Read through the data and count the lines that contain the string "allowed"; give only the result.
*** Opening WORKING DATA ***
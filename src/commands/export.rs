//! Export the collection as a JSON manifest
//!
//! The manifest is the hand-off point to whatever renders the site:
//! bodies stay raw Markdown, dates are RFC 3339, and fenced-code
//! language hints are listed per post so a renderer can set up
//! highlighting without re-scanning.

use anyhow::{Context, Result};
use chrono::{DateTime, FixedOffset, Utc};
use indexmap::IndexMap;
use serde::Serialize;
use std::fs;
use std::path::Path;

use crate::content::{markdown, ContentLoader, LoadReport, Post};
use crate::Postmatter;

const SUMMARY_CHARS: usize = 160;

/// Manifest handed to the downstream renderer
#[derive(Debug, Serialize)]
pub struct Manifest {
    pub title: String,
    pub author: String,
    pub language: String,
    pub generated_at: DateTime<FixedOffset>,
    pub posts: Vec<ManifestPost>,
}

/// One post record in the manifest
#[derive(Debug, Serialize)]
pub struct ManifestPost {
    pub title: String,
    pub date: DateTime<FixedOffset>,
    pub draft: bool,
    pub source: String,
    pub body: String,
    pub summary: String,
    pub code_languages: Vec<String>,
    /// Custom front-matter fields, namespaced under their own key: an
    /// author's `summary` or `source` lands here, never over the
    /// computed fields above
    pub extra: IndexMap<String, serde_yaml::Value>,
}

/// Build the manifest for a loaded collection
pub fn manifest(app: &Postmatter, report: &LoadReport) -> Manifest {
    Manifest {
        title: app.config.title.clone(),
        author: app.config.author.clone(),
        language: app.config.language.clone(),
        generated_at: Utc::now().fixed_offset(),
        posts: report.posts.iter().map(manifest_post).collect(),
    }
}

fn manifest_post(post: &Post) -> ManifestPost {
    ManifestPost {
        title: post.title.clone(),
        date: post.date,
        draft: post.draft,
        source: post.source.clone(),
        body: post.body.clone(),
        summary: markdown::plain_summary(&post.body, SUMMARY_CHARS),
        code_languages: markdown::code_languages(&post.body),
        extra: post.extra.clone(),
    }
}

/// Run the export command
pub fn run(app: &Postmatter, output: Option<&Path>, drafts: bool) -> Result<()> {
    let loader = ContentLoader::new(app);
    let report = if drafts {
        loader.load_posts_with(true)
    } else {
        loader.load_posts()
    };

    for failure in &report.failures {
        tracing::warn!("Leaving {} out of the manifest: {}", failure.source, failure.error);
    }

    let manifest = manifest(app, &report);
    let json = serde_json::to_string_pretty(&manifest)?;

    match output {
        Some(path) => {
            fs::write(path, &json).with_context(|| format!("Failed to write {:?}", path))?;
            println!("Exported {} post(s) to {:?}", manifest.posts.len(), path);
        }
        None => println!("{}", json),
    }

    Ok(())
}

#[cfg(test)]
mod tests {
    use super::*;
    use std::fs;
    use tempfile::TempDir;

    fn collection_with(docs: &[(&str, &str)]) -> (TempDir, Postmatter) {
        let dir = TempDir::new().unwrap();
        let posts = dir.path().join("posts");
        fs::create_dir_all(&posts).unwrap();
        for (name, text) in docs {
            fs::write(posts.join(name), text).unwrap();
        }
        let app = Postmatter::new(dir.path()).unwrap();
        (dir, app)
    }

    #[test]
    fn test_manifest_records_scan_results() {
        let (_dir, app) = collection_with(&[(
            "post.md",
            "---\ntitle: T\ndate: 2023-01-01T00:00:00+00:00\ntags:\n- a\n---\n\n\
             Intro line.\n\n```rust\nfn x() {}\n```\n",
        )]);
        let report = app.load();
        let manifest = manifest(&app, &report);

        assert_eq!(manifest.posts.len(), 1);
        let record = &manifest.posts[0];
        assert_eq!(record.title, "T");
        assert_eq!(record.summary, "Intro line.");
        assert_eq!(record.code_languages, ["rust"]);
        assert!(record.extra.contains_key("tags"));
    }

    #[test]
    fn test_author_extras_cannot_shadow_record_fields() {
        let (_dir, app) = collection_with(&[(
            "post.md",
            "---\ntitle: T\ndate: 2023-01-01\nsummary: author-provided\n---\n\n\
             Computed from the body.\n",
        )]);
        let report = app.load();
        let json = serde_json::to_string_pretty(&manifest(&app, &report)).unwrap();

        let value: serde_json::Value = serde_json::from_str(&json).unwrap();
        let record = &value["posts"][0];
        assert_eq!(record["summary"], "Computed from the body.");
        assert_eq!(record["extra"]["summary"], "author-provided");
    }

    #[test]
    fn test_export_writes_valid_json() {
        let (dir, app) = collection_with(&[
            ("a.md", "---\ntitle: A\ndate: 2023-02-01\n---\nbody a"),
            ("b.md", "---\ntitle: B\ndate: 2023-01-01\n---\nbody b"),
        ]);
        let out = dir.path().join("manifest.json");

        run(&app, Some(&out), false).unwrap();

        let json: serde_json::Value =
            serde_json::from_str(&fs::read_to_string(&out).unwrap()).unwrap();
        assert_eq!(json["title"], "Postmatter");
        let posts = json["posts"].as_array().unwrap();
        assert_eq!(posts.len(), 2);
        // Newest first, raw markdown body, RFC 3339 date
        assert_eq!(posts[0]["title"], "A");
        assert_eq!(posts[0]["body"], "body a");
        assert_eq!(posts[0]["date"], "2023-02-01T00:00:00+00:00");
        assert_eq!(posts[1]["title"], "B");
    }

    #[test]
    fn test_drafts_only_exported_on_request() {
        let (dir, app) = collection_with(&[
            ("p.md", "---\ntitle: P\ndate: 2023-01-02\n---\n"),
            ("d.md", "---\ntitle: D\ndate: 2023-01-01\ndraft: true\n---\n"),
        ]);

        let out = dir.path().join("published.json");
        run(&app, Some(&out), false).unwrap();
        let json: serde_json::Value =
            serde_json::from_str(&fs::read_to_string(&out).unwrap()).unwrap();
        assert_eq!(json["posts"].as_array().unwrap().len(), 1);

        let out = dir.path().join("all.json");
        run(&app, Some(&out), true).unwrap();
        let json: serde_json::Value =
            serde_json::from_str(&fs::read_to_string(&out).unwrap()).unwrap();
        let posts = json["posts"].as_array().unwrap();
        assert_eq!(posts.len(), 2);
        assert_eq!(posts[1]["draft"], true);
    }
}
//! Initialize a new post collection

use anyhow::Result;
use std::fs;
use std::path::Path;

use crate::{Postmatter, CONFIG_FILE};

/// Initialize a new collection in the given directory
pub fn init_collection(target_dir: &Path) -> Result<()> {
    fs::create_dir_all(target_dir)?;
    fs::create_dir_all(target_dir.join("posts"))?;

    // Create default postmatter.yml
    let config_content = r#"# Postmatter Configuration

# Collection
title: Postmatter
description: ''
author: John Doe
language: en
timezone: ''

# Directory
content_dir: posts
exclude: []

# Writing
new_post_name: :title.md
include_drafts: false

# Date format for listings
date_format: YYYY-MM-DD
"#;

    fs::write(target_dir.join(CONFIG_FILE), config_content)?;

    // Create a sample post. The scaffolded config resolves offset-less
    // dates in UTC, so the sample is stamped in UTC wall-clock time.
    let now = chrono::Utc::now();
    let sample_post = format!(
        r#"---
title: Hello World
date: {}
---

Welcome to your post collection. This is your first post; edit it or
delete it, then create your own:

```bash
$ postmatter new "My New Post"
```

Fenced code blocks keep their language hint for whatever renders the
collection later:

```rust
fn main() {{
    println!("hello");
}}
```

Run `postmatter check` before every build to catch malformed metadata.
"#,
        now.format("%Y-%m-%d %H:%M:%S")
    );

    fs::write(target_dir.join("posts/hello-world.md"), sample_post)?;

    Ok(())
}

/// Run the init command with an existing Postmatter instance
pub fn run(app: &Postmatter) -> Result<()> {
    init_collection(&app.base_dir)
}
//! Validate every document in the collection

use anyhow::Result;

use crate::content::ContentLoader;
use crate::Postmatter;

/// Parse everything, drafts included, and report each failure.
///
/// Returns an error when any document failed, so an invoking build
/// process sees a nonzero exit.
pub fn run(app: &Postmatter) -> Result<()> {
    let report = ContentLoader::new(app).load_posts_with(true);

    for failure in &report.failures {
        println!("{}: {}", failure.source, failure.error);
    }

    println!(
        "Checked {} document(s): {} ok, {} failed",
        report.posts.len() + report.failures.len(),
        report.posts.len(),
        report.failures.len()
    );

    if !report.is_clean() {
        anyhow::bail!("{} document(s) failed to parse", report.failures.len());
    }

    Ok(())
}
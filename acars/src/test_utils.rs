//! Test utilities for handler and integration tests.

use crate::config::{Config, EmailTransportKind};
use crate::email::Notifier;
use crate::upload::UploadStore;
use crate::{AppState, build_router};
use axum_test::TestServer;
use lettre::address::Envelope;
use lettre::transport::stub::AsyncStubTransport;
use std::path::{Path, PathBuf};
use std::sync::Arc;
use tempfile::TempDir;

/// A running test server plus the handles tests need to observe side effects.
pub struct TestApp {
    pub server: TestServer,
    pub state: AppState,
    // Keeps the uploads directory alive for the duration of the test
    _uploads: TempDir,
}

impl TestApp {
    /// Files currently in the uploads directory
    pub fn uploaded_files(&self) -> Vec<PathBuf> {
        let mut files: Vec<PathBuf> = std::fs::read_dir(self.state.uploads.dir())
            .expect("Failed to read uploads directory")
            .map(|entry| entry.expect("Failed to read directory entry").path())
            .collect();
        files.sort();
        files
    }

    /// Emails recorded by the stub transport, in send order
    pub async fn sent_messages(&self) -> Vec<(Envelope, String)> {
        self.state.notifier.sent_messages().await
    }
}

pub fn create_test_config(uploads_dir: &Path) -> Config {
    let mut config = Config {
        host: "127.0.0.1".to_string(),
        port: 0,
        uploads_dir: uploads_dir.to_path_buf(),
        ..Default::default()
    };
    config.email.transport = EmailTransportKind::File;
    config.email.file.path = std::env::temp_dir().join(format!("acars-test-emails-{}", std::process::id()));
    config.email.from_email = Some("website@acars.test".to_string());
    config
}

pub fn create_test_app() -> TestApp {
    create_test_app_with(AsyncStubTransport::new_ok(), |_| {})
}

/// Test app whose mail relay fails every send
pub fn create_failing_test_app() -> TestApp {
    create_test_app_with(AsyncStubTransport::new_error(), |_| {})
}

pub fn create_test_app_with(stub: AsyncStubTransport, configure: impl FnOnce(&mut Config)) -> TestApp {
    build_test_app(configure, |config| Notifier::with_stub(config, stub))
}

/// Test app whose mail relay delivers `successful_sends` messages, then fails every send
pub fn create_test_app_failing_after(successful_sends: usize) -> TestApp {
    build_test_app(|_| {}, |config| Notifier::failing_after(config, successful_sends))
}

fn build_test_app(
    configure: impl FnOnce(&mut Config),
    notifier: impl FnOnce(&Config) -> crate::errors::Result<Notifier>,
) -> TestApp {
    let uploads = tempfile::tempdir().expect("Failed to create uploads directory");
    let mut config = create_test_config(uploads.path());
    configure(&mut config);

    let notifier = notifier(&config).expect("Failed to create notifier");
    let state = AppState::builder()
        .config(config.clone())
        .notifier(Arc::new(notifier))
        .uploads(UploadStore::new(&config.uploads_dir))
        .build();

    let router = build_router(state.clone()).expect("Failed to build router");
    let server = TestServer::new(router).expect("Failed to create test server");

    TestApp {
        server,
        state,
        _uploads: uploads,
    }
}
//! OpenAPI documentation for the public endpoints, served by Scalar at `/docs`.

use utoipa::OpenApi;

use crate::api::handlers;
use crate::api::models::{
    ErrorResponse, StatusResponse,
    contact::{ContactRequest, ContactResponse},
    sell_car::{CarListingResponse, CarListingSummary},
};

#[derive(OpenApi)]
#[openapi(
    info(
        title = "A Cars Backend",
        description = "Contact and sell-your-car form relay for the A Cars website."
    ),
    paths(
        handlers::health::index,
        handlers::contact::submit_contact,
        handlers::sell_car::submit_car_listing,
    ),
    components(schemas(
        ErrorResponse,
        StatusResponse,
        ContactRequest,
        ContactResponse,
        CarListingResponse,
        CarListingSummary,
    )),
    tags(
        (name = "health", description = "Service status"),
        (name = "forms", description = "Website form submissions"),
    )
)]
pub struct ApiDoc;

#[cfg(test)]
mod tests {
    use super::*;

    #[test]
    fn test_document_lists_form_endpoints() {
        let doc = ApiDoc::openapi();
        let paths: Vec<&String> = doc.paths.paths.keys().collect();

        assert!(paths.iter().any(|p| *p == "/api/contact"));
        assert!(paths.iter().any(|p| *p == "/api/sell-car"));
        assert!(paths.iter().any(|p| *p == "/"));
    }
}
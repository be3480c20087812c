use crate::api::models::ErrorResponse;
use axum::{
    Json,
    http::StatusCode,
    response::{IntoResponse, Response},
};
use std::fmt;
use thiserror::Error as ThisError;

const MIB: u64 = 1024 * 1024;

/// A submitted field is missing, malformed, or breaks a business rule.
#[derive(ThisError, Debug, Clone, PartialEq, Eq)]
pub enum ValidationError {
    #[error("All fields are required")]
    MissingField { field: &'static str },

    #[error("Invalid email format")]
    InvalidEmailFormat,

    #[error("Description exceeds the maximum word limit of {limit} words")]
    DescriptionTooLong { words: usize, limit: usize },

    #[error("At least one photo or video is required")]
    NoFilesProvided,

    /// Body could not be decoded at all (bad JSON, broken multipart framing, ...)
    #[error("Invalid request body")]
    MalformedRequest { reason: String },
}

/// An uploaded file part violates the upload rules.
#[derive(ThisError, Debug, Clone, PartialEq, Eq)]
pub enum FileConstraintError {
    #[error("Only image and video files are allowed.")]
    InvalidFileType { file_name: String, mime_type: String },

    #[error("File size too large. Maximum {mb}MB per file.", mb = .limit / MIB)]
    FileTooLarge { limit: u64 },

    #[error("Too many files. Maximum {limit} files allowed.")]
    TooManyFiles { limit: usize },

    #[error("Unexpected file field: {field}")]
    UnexpectedField { field: String },
}

/// Which form a request belongs to. Selects the user-facing delivery failure message.
#[derive(Debug, Clone, Copy, PartialEq, Eq)]
pub enum Form {
    Contact,
    SellCar,
}

impl Form {
    fn delivery_failure_message(self) -> &'static str {
        match self {
            Form::Contact => "Failed to send message. Please try again later.",
            Form::SellCar => "Failed to submit car details. Please try again later.",
        }
    }
}

impl fmt::Display for Form {
    fn fmt(&self, f: &mut fmt::Formatter<'_>) -> fmt::Result {
        match self {
            Form::Contact => f.write_str("contact"),
            Form::SellCar => f.write_str("sell-car"),
        }
    }
}

#[derive(ThisError, Debug)]
pub enum Error {
    #[error(transparent)]
    Validation(#[from] ValidationError),

    #[error(transparent)]
    FileConstraint(#[from] FileConstraintError),

    /// The mail relay rejected or failed a send
    #[error("Failed to deliver {form} email: {reason}")]
    EmailDelivery { form: Form, reason: String },

    #[error("No route for {path}")]
    NotFound { path: String },

    /// Generic internal service error
    #[error("Failed to {operation}")]
    Internal { operation: String },
}

/// Discriminant of every failure the service can report.
#[derive(Debug, Clone, Copy, PartialEq, Eq)]
pub enum ErrorKind {
    MissingField,
    InvalidEmailFormat,
    DescriptionTooLong,
    NoFilesProvided,
    MalformedRequest,
    InvalidFileType,
    FileTooLarge,
    TooManyFiles,
    UnexpectedField,
    EmailDeliveryFailed,
    NotFound,
    Internal,
}

impl ErrorKind {
    pub fn status_code(self) -> StatusCode {
        match self {
            ErrorKind::MissingField
            | ErrorKind::InvalidEmailFormat
            | ErrorKind::DescriptionTooLong
            | ErrorKind::NoFilesProvided
            | ErrorKind::MalformedRequest
            | ErrorKind::InvalidFileType
            | ErrorKind::FileTooLarge
            | ErrorKind::TooManyFiles
            | ErrorKind::UnexpectedField => StatusCode::BAD_REQUEST,
            ErrorKind::NotFound => StatusCode::NOT_FOUND,
            ErrorKind::EmailDeliveryFailed | ErrorKind::Internal => StatusCode::INTERNAL_SERVER_ERROR,
        }
    }
}

impl ValidationError {
    pub fn kind(&self) -> ErrorKind {
        match self {
            ValidationError::MissingField { .. } => ErrorKind::MissingField,
            ValidationError::InvalidEmailFormat => ErrorKind::InvalidEmailFormat,
            ValidationError::DescriptionTooLong { .. } => ErrorKind::DescriptionTooLong,
            ValidationError::NoFilesProvided => ErrorKind::NoFilesProvided,
            ValidationError::MalformedRequest { .. } => ErrorKind::MalformedRequest,
        }
    }
}

impl FileConstraintError {
    pub fn kind(&self) -> ErrorKind {
        match self {
            FileConstraintError::InvalidFileType { .. } => ErrorKind::InvalidFileType,
            FileConstraintError::FileTooLarge { .. } => ErrorKind::FileTooLarge,
            FileConstraintError::TooManyFiles { .. } => ErrorKind::TooManyFiles,
            FileConstraintError::UnexpectedField { .. } => ErrorKind::UnexpectedField,
        }
    }
}

impl Error {
    pub fn kind(&self) -> ErrorKind {
        match self {
            Error::Validation(e) => e.kind(),
            Error::FileConstraint(e) => e.kind(),
            Error::EmailDelivery { .. } => ErrorKind::EmailDeliveryFailed,
            Error::NotFound { .. } => ErrorKind::NotFound,
            Error::Internal { .. } => ErrorKind::Internal,
        }
    }

    pub fn status_code(&self) -> StatusCode {
        self.kind().status_code()
    }

    /// Returns a user-safe error message, without leaking internal implementation details
    pub fn user_message(&self) -> String {
        match self {
            Error::Validation(e) => e.to_string(),
            Error::FileConstraint(e) => e.to_string(),
            Error::EmailDelivery { form, .. } => form.delivery_failure_message().to_string(),
            Error::NotFound { .. } => "Endpoint not found".to_string(),
            Error::Internal { .. } => "Internal server error".to_string(),
        }
    }
}

impl IntoResponse for Error {
    fn into_response(self) -> Response {
        let status = self.status_code();

        if status.is_server_error() {
            tracing::error!(kind = ?self.kind(), "Internal service error: {:#}", self);
        } else {
            tracing::debug!(kind = ?self.kind(), "Client error: {:?}", self);
        }

        let body = ErrorResponse {
            success: false,
            message: self.user_message(),
        };
        (status, Json(body)).into_response()
    }
}

/// Type alias for service operation results
pub type Result<T> = std::result::Result<T, Error>;

#[cfg(test)]
mod tests {
    use super::*;

    #[test]
    fn test_client_errors_map_to_bad_request() {
        let errors: Vec<Error> = vec![
            ValidationError::MissingField { field: "name" }.into(),
            ValidationError::InvalidEmailFormat.into(),
            ValidationError::DescriptionTooLong { words: 300, limit: 250 }.into(),
            ValidationError::NoFilesProvided.into(),
            FileConstraintError::FileTooLarge { limit: 10 * MIB }.into(),
            FileConstraintError::TooManyFiles { limit: 10 }.into(),
            FileConstraintError::InvalidFileType {
                file_name: "notes.pdf".to_string(),
                mime_type: "application/pdf".to_string(),
            }
            .into(),
        ];

        for error in errors {
            assert_eq!(error.status_code(), StatusCode::BAD_REQUEST, "{error:?}");
        }
    }

    #[test]
    fn test_server_errors_hide_details() {
        let delivery = Error::EmailDelivery {
            form: Form::Contact,
            reason: "535 authentication failed for smtp-user".to_string(),
        };
        assert_eq!(delivery.status_code(), StatusCode::INTERNAL_SERVER_ERROR);
        assert_eq!(delivery.user_message(), "Failed to send message. Please try again later.");

        let listing = Error::EmailDelivery {
            form: Form::SellCar,
            reason: "connection reset".to_string(),
        };
        assert_eq!(listing.user_message(), "Failed to submit car details. Please try again later.");

        let internal = Error::Internal {
            operation: "write /srv/uploads/x.png".to_string(),
        };
        assert_eq!(internal.user_message(), "Internal server error");
    }

    #[test]
    fn test_limit_messages_follow_configured_limits() {
        let too_large: Error = FileConstraintError::FileTooLarge { limit: 25 * MIB }.into();
        assert_eq!(too_large.user_message(), "File size too large. Maximum 25MB per file.");

        let too_many: Error = FileConstraintError::TooManyFiles { limit: 4 }.into();
        assert_eq!(too_many.user_message(), "Too many files. Maximum 4 files allowed.");

        let too_long: Error = ValidationError::DescriptionTooLong { words: 120, limit: 100 }.into();
        assert_eq!(too_long.user_message(), "Description exceeds the maximum word limit of 100 words");
    }

    #[test]
    fn test_not_found() {
        let error = Error::NotFound {
            path: "/api/unknown".to_string(),
        };
        assert_eq!(error.status_code(), StatusCode::NOT_FOUND);
        assert_eq!(error.user_message(), "Endpoint not found");
    }
}
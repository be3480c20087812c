use serde::{Deserialize, Deserializer, Serialize};
use utoipa::ToSchema;

#[derive(Deserialize)]
#[serde(untagged)]
enum TextOrNumber {
    Text(String),
    Number(serde_json::Number),
}

/// Phone numbers arrive as strings from forms but often as numbers from JSON clients.
fn text_or_number<'de, D>(deserializer: D) -> Result<Option<String>, D::Error>
where
    D: Deserializer<'de>,
{
    Ok(Option::<TextOrNumber>::deserialize(deserializer)?.map(|value| match value {
        TextOrNumber::Text(text) => text,
        TextOrNumber::Number(number) => number.to_string(),
    }))
}

/// Contact form payload, accepted as JSON or `application/x-www-form-urlencoded`.
///
/// Every field is optional at the wire level so that a missing field is reported as a
/// validation failure rather than a decoding error.
#[derive(Debug, Clone, Default, Serialize, Deserialize, ToSchema)]
pub struct ContactRequest {
    #[schema(example = "Jane")]
    pub name: Option<String>,
    #[schema(example = "jane@example.com")]
    pub email: Option<String>,
    /// Phone number, as a string or a JSON number
    #[serde(default, deserialize_with = "text_or_number")]
    #[schema(example = "+91-9000000000")]
    pub number: Option<String>,
    #[schema(example = "I'd like to book a test drive.")]
    pub message: Option<String>,
}

#[derive(Debug, Serialize, Deserialize, ToSchema)]
pub struct ContactResponse {
    pub success: bool,
    pub message: String,
}

#[cfg(test)]
mod tests {
    use super::*;
    use serde_json::json;

    #[test]
    fn test_number_accepts_text_or_json_number() {
        let text: ContactRequest = serde_json::from_value(json!({ "number": "+91 555" })).unwrap();
        assert_eq!(text.number.as_deref(), Some("+91 555"));

        let numeric: ContactRequest = serde_json::from_value(json!({ "number": 9876543210u64 })).unwrap();
        assert_eq!(numeric.number.as_deref(), Some("9876543210"));

        let null: ContactRequest = serde_json::from_value(json!({ "number": null })).unwrap();
        assert_eq!(null.number, None);

        let missing: ContactRequest = serde_json::from_value(json!({ "name": "Jane" })).unwrap();
        assert_eq!(missing.number, None);
    }

    #[test]
    fn test_number_rejects_other_json_types() {
        assert!(serde_json::from_value::<ContactRequest>(json!({ "number": ["555"] })).is_err());
    }
}
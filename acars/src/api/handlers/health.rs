//! Liveness endpoint and the catch-all for unmatched routes.

use axum::{Json, http::Uri};

use crate::api::models::StatusResponse;
use crate::errors::Error;

#[utoipa::path(
    get,
    path = "/",
    tag = "health",
    summary = "Service status",
    responses(
        (status = 200, description = "Service is running", body = StatusResponse),
    )
)]
pub async fn index() -> Json<StatusResponse> {
    Json(StatusResponse {
        message: "A Cars Backend Server is running!".to_string(),
    })
}

/// Fallback for every route without a handler, including known paths with the wrong method.
pub async fn not_found(uri: Uri) -> Error {
    Error::NotFound {
        path: uri.path().to_string(),
    }
}
//! Request-scoped submission types. Nothing here outlives a request.

use std::path::PathBuf;

/// A validated contact form submission.
#[derive(Debug, Clone, PartialEq, Eq)]
pub struct ContactSubmission {
    pub name: String,
    pub email: String,
    pub phone: String,
    pub message: String,
}

/// A validated sell-car submission whose media has been written to the uploads directory.
#[derive(Debug, Clone)]
pub struct CarListingSubmission {
    pub car_name: String,
    pub car_model: String,
    pub description: String,
    pub word_count: usize,
    pub files: Vec<UploadedFile>,
}

/// A file part accepted from the multipart stream but not yet written to disk.
#[derive(Debug, Clone)]
pub struct StagedFile {
    pub field_name: String,
    pub original_name: String,
    pub mime_type: String,
    pub bytes: Vec<u8>,
}

/// A file stored in the uploads directory. The process only keeps the path; the file itself
/// stays on disk after the request finishes.
#[derive(Debug, Clone)]
pub struct UploadedFile {
    pub original_name: String,
    pub generated_name: String,
    pub size_bytes: u64,
    pub mime_type: String,
    pub storage_path: PathBuf,
}

impl UploadedFile {
    /// Size in megabytes with two decimals, e.g. `"1.50 MB"`
    pub fn display_size(&self) -> String {
        format!("{:.2} MB", self.size_bytes as f64 / 1024.0 / 1024.0)
    }
}

#[cfg(test)]
mod tests {
    use super::*;

    #[test]
    fn test_display_size() {
        let file = UploadedFile {
            original_name: "front.jpg".to_string(),
            generated_name: "mediaFiles-1700000000000-42.jpg".to_string(),
            size_bytes: 1024 * 1024 + 512 * 1024,
            mime_type: "image/jpeg".to_string(),
            storage_path: PathBuf::from("uploads/mediaFiles-1700000000000-42.jpg"),
        };
        assert_eq!(file.display_size(), "1.50 MB");

        let tiny = UploadedFile { size_bytes: 2048, ..file };
        assert_eq!(tiny.display_size(), "0.00 MB");
    }
}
*** Closing WORKING DATA ***
* [COMPLETED TASK]: 3